According to Joshua Landis, Alloush called for cleansing Damascus of all Alawites and Shiites, later telling Western journalists that these and similar statements had been caused by the pressure and "psychological stress" he was under from living through the Syrian Government's siege of Ghouta.

A number of Syrian opposition figures have accused Alloush of being responsible for the kidnapping of Syrian activist Razan Zeitouneh and her companions in Douma on 9 December 2013. Alloush denied the allegations.

In April 2015, Zahran Alloush suddenly appeared in the Turkish city of Istanbul. A spokesperson from the Army of Islam declared that Alloush would meet rebel groups' leaders there in order to discuss how to lift the siege in Ghouta. This led to public criticism, with many in the media wondering how he could travel to Turkey and come back to Syria while Ghouta was under siege.

Alloush has denounced democracy and called for an Islamic state to succeed Assad; however, in a May 2015 interview with McClatchy journalists, his spokesperson used moderate rhetoric, claiming that Syrians should decide what sort of state they wanted to live under and that Alawites were "part of the Syrian people" and only those with blood on their hands should be held accountable. His spokesman went on to say that the sectarian and Islamist rhetoric Alloush had previously made was only intended for internal consumption and to rally his fighters. In an interview with The Daily Beast in the same period, his spokesman disassociated Zahran from al-Nusra, denied that he wanted to impose Sharia law, and called for a technocratic government.

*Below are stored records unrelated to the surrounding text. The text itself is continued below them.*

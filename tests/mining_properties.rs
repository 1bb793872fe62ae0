use std::collections::{HashMap, HashSet};

use cooccur::mining::{FrequentItemset, Itemset, PatternMiner, RuleGenerator, Support, TransactionSet};
use cooccur::MiningConfig;
use rand::rngs::StdRng;
use rand::{Rng, SeedableRng};

const SEEDS: [u64; 6] = [1, 7, 42, 1234, 9001, 31337];

fn random_transactions(seed: u64) -> TransactionSet<u8> {
    let mut rng = StdRng::seed_from_u64(seed);
    let count = rng.gen_range(10..40);
    TransactionSet::from_transactions((0..count).map(|_| {
        let len = rng.gen_range(0..6);
        // Skewed draw so some items co-occur often
        (0..len)
            .map(|_| rng.gen_range(0..4u8) + rng.gen_range(0..5u8))
            .collect::<Vec<_>>()
    }))
}

fn config(min_support: f64, min_confidence: f64) -> MiningConfig {
    MiningConfig::new(min_support, min_confidence).unwrap()
}

fn as_map(frequent: &[FrequentItemset<u8>]) -> HashMap<Itemset<u8>, Support> {
    frequent
        .iter()
        .map(|f| (f.itemset.clone(), f.support))
        .collect()
}

#[test]
fn frequent_itemsets_meet_threshold_with_exact_support() {
    for seed in SEEDS {
        let tx = random_transactions(seed);
        let frequent = PatternMiner::new(config(0.15, 0.5)).discover(&tx).unwrap();

        for f in &frequent {
            assert!(f.support.value() >= 0.15, "seed {seed}: {:?}", f);
            assert_eq!(f.support, tx.support(&f.itemset).unwrap());
        }
    }
}

#[test]
fn discovery_is_downward_closed() {
    for seed in SEEDS {
        let tx = random_transactions(seed);
        let found = as_map(&PatternMiner::new(config(0.1, 0.5)).discover(&tx).unwrap());

        for itemset in found.keys() {
            for size in 1..itemset.len() {
                for subset in itemset.combinations(size) {
                    assert!(
                        found.contains_key(&subset),
                        "seed {seed}: {:?} frequent but subset {:?} missing",
                        itemset,
                        subset
                    );
                }
            }
        }
    }
}

#[test]
fn support_is_anti_monotone() {
    for seed in SEEDS {
        let tx = random_transactions(seed);
        let found = as_map(&PatternMiner::new(config(0.05, 0.5)).discover(&tx).unwrap());

        for (small, small_support) in &found {
            for (large, large_support) in &found {
                if small.is_subset(large) {
                    assert!(small_support.count >= large_support.count, "seed {seed}");
                }
            }
        }
    }
}

#[test]
fn discovery_is_complete_for_pairs() {
    // Brute-force every pair of items and check nothing frequent was missed
    for seed in SEEDS {
        let tx = random_transactions(seed);
        let found = as_map(&PatternMiner::new(config(0.1, 0.5)).discover(&tx).unwrap());
        let items = tx.distinct_items();

        for (i, a) in items.iter().enumerate() {
            for b in &items[i + 1..] {
                let pair = Itemset::from_items([*a, *b]);
                let support = tx.support(&pair).unwrap();
                assert_eq!(found.contains_key(&pair), support.meets(0.1), "seed {seed}: {:?}", pair);
            }
        }
    }
}

#[test]
fn discovery_is_idempotent() {
    for seed in SEEDS {
        let tx = random_transactions(seed);
        let miner = PatternMiner::new(config(0.1, 0.5));
        assert_eq!(as_map(&miner.discover(&tx).unwrap()), as_map(&miner.discover(&tx).unwrap()));
    }
}

#[test]
fn parallel_counting_matches_serial() {
    for seed in SEEDS {
        let tx = random_transactions(seed);
        let serial = PatternMiner::new(config(0.05, 0.5).with_parallel_threshold(usize::MAX));
        let parallel = PatternMiner::new(config(0.05, 0.5).with_parallel_threshold(0));
        assert_eq!(serial.discover(&tx).unwrap(), parallel.discover(&tx).unwrap());
    }
}

#[test]
fn rules_are_bounded_disjoint_and_unique() {
    for seed in SEEDS {
        let tx = random_transactions(seed);
        let config = config(0.1, 0.4);
        let frequent = PatternMiner::new(config).discover(&tx).unwrap();
        let found = as_map(&frequent);
        let rules = RuleGenerator::new(config).generate(&frequent, &tx).unwrap();

        let mut pairs = HashSet::new();
        for rule in &rules {
            assert!(rule.confidence >= 0.4 && rule.confidence <= 1.0, "seed {seed}: {:?}", rule);
            assert!(!rule.antecedent.is_empty() && !rule.consequent.is_empty());
            assert!(rule.antecedent.is_disjoint(&rule.consequent));
            assert!(found.contains_key(&rule.antecedent.union(&rule.consequent)));
            assert!(rule.lift > 0.0);
            assert!(pairs.insert((rule.antecedent.clone(), rule.consequent.clone())));
        }
    }
}

#[test]
fn rule_measures_match_definitions() {
    for seed in SEEDS {
        let tx = random_transactions(seed);
        let config = config(0.1, 0.0);
        let frequent = PatternMiner::new(config).discover(&tx).unwrap();
        let rules = RuleGenerator::new(config).generate(&frequent, &tx).unwrap();

        for rule in &rules {
            let joint = tx.support(&rule.antecedent.union(&rule.consequent)).unwrap().value();
            let antecedent = tx.support(&rule.antecedent).unwrap().value();
            let consequent = tx.support(&rule.consequent).unwrap().value();

            assert!((rule.confidence - joint / antecedent).abs() < 1e-9, "seed {seed}");
            assert!((rule.lift - joint / (antecedent * consequent)).abs() < 1e-9, "seed {seed}");
        }

        // With no confidence floor every split of every multi-item itemset is a rule
        let expected: usize = frequent
            .iter()
            .filter(|f| f.itemset.len() >= 2)
            .map(|f| (1usize << f.itemset.len()) - 2)
            .sum();
        assert_eq!(rules.len(), expected, "seed {seed}");
    }
}
//! Configuration management for the Cooccur engine
//!
//! Provides strongly-typed configuration with validation, environment variable
//! parsing, and defaults matching the reference movie dataset layout.
//!
//! # Example
//! ```no_run
//! use cooccur::Config;
//! let config = Config::from_env().expect("failed to load config");
//! println!("min support: {}", config.mining.min_support());
//! ```

use crate::error::{Error, Result};
use std::path::PathBuf;
use tracing::info;

/// Main application configuration
#[derive(Debug, Clone)]
pub struct Config {
    /// Thresholds for itemset and rule mining
    pub mining: MiningConfig,
    /// Input datasets
    pub data: DataConfig,
    /// Rule store location
    pub store: StoreConfig,
    /// Recommendation list sizes
    pub recommendation: RecommendationConfig,
}

/// Mining thresholds shared by the pattern miner and the rule generator.
///
/// Only [`MiningConfig::new`] and [`Default`] build one, so both thresholds
/// are always within [0, 1]:
///
/// ```compile_fail
/// use cooccur::MiningConfig;
/// let config = MiningConfig {
///     min_support: 1.5,
///     min_confidence: 0.5,
///     parallel_threshold: 64,
/// };
/// ```
#[derive(Debug, Clone, Copy, PartialEq)]
pub struct MiningConfig {
    min_support: f64,
    min_confidence: f64,
    parallel_threshold: usize,
}

/// Input dataset configuration
#[derive(Debug, Clone)]
pub struct DataConfig {
    /// Ratings CSV (`userId,movieId,rating,...`)
    pub ratings_path: PathBuf,
    /// Movie metadata CSV (`id,title,...`)
    pub movies_path: PathBuf,
    /// Ratings strictly above this count as liked
    pub min_rating: f64,
}

/// Rule store configuration
#[derive(Debug, Clone)]
pub struct StoreConfig {
    pub rules_path: PathBuf,
}

/// Recommendation configuration
#[derive(Debug, Clone)]
pub struct RecommendationConfig {
    /// Items returned for a full-history recommendation
    pub top_n_history: usize,
    /// Items returned for a last-item recommendation
    pub top_n_last: usize,
    /// Users printed by the command-line driver
    pub demo_users: usize,
}

pub const DEFAULT_MIN_SUPPORT: f64 = 0.05;
pub const DEFAULT_MIN_CONFIDENCE: f64 = 0.6;
pub const DEFAULT_MIN_RATING: f64 = 3.0;
pub const DEFAULT_PARALLEL_THRESHOLD: usize = 64;

impl MiningConfig {
    /// Validated thresholds with the default parallel threshold
    pub fn new(min_support: f64, min_confidence: f64) -> Result<Self> {
        let config = Self {
            min_support,
            min_confidence,
            parallel_threshold: DEFAULT_PARALLEL_THRESHOLD,
        };
        config.validate()?;
        Ok(config)
    }

    /// Minimum fraction of transactions an itemset must appear in
    pub fn min_support(&self) -> f64 {
        self.min_support
    }

    /// Minimum confidence for an emitted rule
    pub fn min_confidence(&self) -> f64 {
        self.min_confidence
    }

    /// Candidate count per level above which support counting runs on rayon
    pub fn parallel_threshold(&self) -> usize {
        self.parallel_threshold
    }

    #[must_use]
    pub fn with_parallel_threshold(mut self, parallel_threshold: usize) -> Self {
        self.parallel_threshold = parallel_threshold;
        self
    }

    /// Both thresholds must lie in [0, 1]
    pub fn validate(&self) -> Result<()> {
        check_unit_interval("MIN_SUPPORT", self.min_support)?;
        check_unit_interval("MIN_CONFIDENCE", self.min_confidence)
    }

    fn from_env() -> Result<Self> {
        Ok(Self {
            min_support: get_env_parsed_or("MIN_SUPPORT", DEFAULT_MIN_SUPPORT)?,
            min_confidence: get_env_parsed_or("MIN_CONFIDENCE", DEFAULT_MIN_CONFIDENCE)?,
            parallel_threshold: get_env_parsed_or(
                "MINING_PARALLEL_THRESHOLD",
                DEFAULT_PARALLEL_THRESHOLD,
            )?,
        })
    }
}

impl Default for MiningConfig {
    fn default() -> Self {
        Self {
            min_support: DEFAULT_MIN_SUPPORT,
            min_confidence: DEFAULT_MIN_CONFIDENCE,
            parallel_threshold: DEFAULT_PARALLEL_THRESHOLD,
        }
    }
}

impl Config {
    /// Load configuration from environment variables
    pub fn from_env() -> Result<Self> {
        // Try to load .env file (ignore if not found)
        dotenvy::dotenv().ok();

        let config = Self {
            mining: MiningConfig::from_env()?,
            data: DataConfig::from_env()?,
            store: StoreConfig::from_env(),
            recommendation: RecommendationConfig::from_env()?,
        };

        config.validate()?;
        config.log_summary();

        Ok(config)
    }

    /// Validate configuration
    fn validate(&self) -> Result<()> {
        self.mining.validate()?;

        if !self.data.min_rating.is_finite() {
            return Err(Error::InvalidConfig {
                key: "MIN_RATING",
                message: "MIN_RATING must be a finite number".into(),
            });
        }

        for (key, value) in [
            ("TOP_N_HISTORY", self.recommendation.top_n_history),
            ("TOP_N_LAST", self.recommendation.top_n_last),
        ] {
            if value == 0 {
                return Err(Error::InvalidConfig {
                    key,
                    message: "must be at least 1".into(),
                });
            }
        }

        Ok(())
    }

    /// Log configuration summary
    fn log_summary(&self) {
        info!("Configuration loaded:");
        info!("  Mining:");
        info!("    Min Support: {}", self.mining.min_support);
        info!("    Min Confidence: {}", self.mining.min_confidence);
        info!("    Parallel Threshold: {}", self.mining.parallel_threshold);
        info!("  Data:");
        info!("    Ratings: {}", self.data.ratings_path.display());
        info!("    Movies: {}", self.data.movies_path.display());
        info!("    Min Rating: {}", self.data.min_rating);
        info!("  Store:");
        info!("    Rules: {}", self.store.rules_path.display());
        info!("  Recommendation:");
        info!(
            "    Top N: {} (history), {} (last item)",
            self.recommendation.top_n_history, self.recommendation.top_n_last
        );
    }
}

impl DataConfig {
    fn from_env() -> Result<Self> {
        let data_dir = PathBuf::from(get_env_or("DATA_DIR", "data"));

        Ok(Self {
            ratings_path: std::env::var("RATINGS_PATH")
                .map(PathBuf::from)
                .unwrap_or_else(|_| data_dir.join("ratings_small.csv")),
            movies_path: std::env::var("MOVIES_PATH")
                .map(PathBuf::from)
                .unwrap_or_else(|_| data_dir.join("movies_metadata.csv")),
            min_rating: get_env_parsed_or("MIN_RATING", DEFAULT_MIN_RATING)?,
        })
    }
}

impl StoreConfig {
    fn from_env() -> Self {
        Self {
            rules_path: PathBuf::from(get_env_or("RULES_PATH", "metrics.json")),
        }
    }
}

impl RecommendationConfig {
    fn from_env() -> Result<Self> {
        Ok(Self {
            top_n_history: get_env_parsed_or("TOP_N_HISTORY", 5)?,
            top_n_last: get_env_parsed_or("TOP_N_LAST", 3)?,
            demo_users: get_env_parsed_or("DEMO_USERS", 10)?,
        })
    }
}

// ============================================================================
// Helper functions
// ============================================================================

fn check_unit_interval(key: &'static str, value: f64) -> Result<()> {
    // NaN fails the range check too
    if !(0.0..=1.0).contains(&value) {
        return Err(Error::InvalidThreshold { key, value });
    }
    Ok(())
}

/// Get environment variable with default
fn get_env_or(key: &str, default: &str) -> String {
    std::env::var(key).unwrap_or_else(|_| default.to_string())
}

/// Get and parse environment variable, falling back to `default` when unset
fn get_env_parsed_or<T>(key: &'static str, default: T) -> Result<T>
where
    T: std::str::FromStr,
    T::Err: std::fmt::Display,
{
    match std::env::var(key) {
        Ok(value) => value.trim().parse().map_err(|e: T::Err| Error::InvalidConfig {
            key,
            message: format!("Invalid value '{}': {}", value, e).into(),
        }),
        Err(_) => Ok(default),
    }
}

He was reported killed, along with other senior members of his faction in the village of Utaya, east of Damascus, on 25 December 2015, in an airstrike on a meeting with rival rebel commanders from Ahrar al-Sham. Lebanese pro-government media said that 13 pro-government airstrikes had targeted Damascus that day. Although the Syrian army claimed the strike, local reports said it was by Russian warplanes. A senior member of Ahrar al-Sham group, which also lost commanders in the airstrike, said "The martyrdom of Sheikh Zahran Allouch should be a turning point in the history of the revolution and rebel groups should realize they are facing a war of extermination by (Russian President Vladimir) Putin's regime." Other insurgent groups, including Jabhat al-Nusra, lamented his loss. His targeting was linked by Western media to his participation in forthcoming peace talks between the government and opposition. The New York Times commented that his death was "a significant blow to the armed opposition, bolstering President Bashar al-Assad".